▸ Material provided
# # # # # # #
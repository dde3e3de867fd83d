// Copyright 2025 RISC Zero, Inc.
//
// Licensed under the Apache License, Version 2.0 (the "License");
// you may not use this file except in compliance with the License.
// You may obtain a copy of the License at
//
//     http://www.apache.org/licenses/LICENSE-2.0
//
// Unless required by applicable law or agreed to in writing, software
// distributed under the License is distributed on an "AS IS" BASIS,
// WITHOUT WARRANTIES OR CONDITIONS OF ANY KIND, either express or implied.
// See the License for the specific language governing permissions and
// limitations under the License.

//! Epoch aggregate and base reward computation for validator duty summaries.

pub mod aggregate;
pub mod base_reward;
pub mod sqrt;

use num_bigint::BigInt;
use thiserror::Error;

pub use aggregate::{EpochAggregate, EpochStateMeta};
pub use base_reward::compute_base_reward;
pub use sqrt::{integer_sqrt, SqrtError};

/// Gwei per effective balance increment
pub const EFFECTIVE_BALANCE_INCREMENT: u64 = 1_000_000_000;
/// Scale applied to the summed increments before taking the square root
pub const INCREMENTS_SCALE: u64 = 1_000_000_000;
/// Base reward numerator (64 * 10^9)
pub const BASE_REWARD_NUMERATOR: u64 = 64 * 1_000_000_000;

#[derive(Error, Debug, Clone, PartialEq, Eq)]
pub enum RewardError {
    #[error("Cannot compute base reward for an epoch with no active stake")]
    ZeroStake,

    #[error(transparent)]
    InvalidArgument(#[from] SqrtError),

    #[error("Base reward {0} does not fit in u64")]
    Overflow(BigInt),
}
# # # # # # #
▸ What is required
Return only the part of the records above that opens with the line containing "effective balance increment" and closes with the line containing "#[derive(Error, Debug, Clone, PartialEq, Eq)]", ends included.

▸ Completed task
/// Gwei per effective balance increment
pub const EFFECTIVE_BALANCE_INCREMENT: u64 = 1_000_000_000;
/// Scale applied to the summed increments before taking the square root
pub const INCREMENTS_SCALE: u64 = 1_000_000_000;
/// Base reward numerator (64 * 10^9)
pub const BASE_REWARD_NUMERATOR: u64 = 64 * 1_000_000_000;

#[derive(Error, Debug, Clone, PartialEq, Eq)]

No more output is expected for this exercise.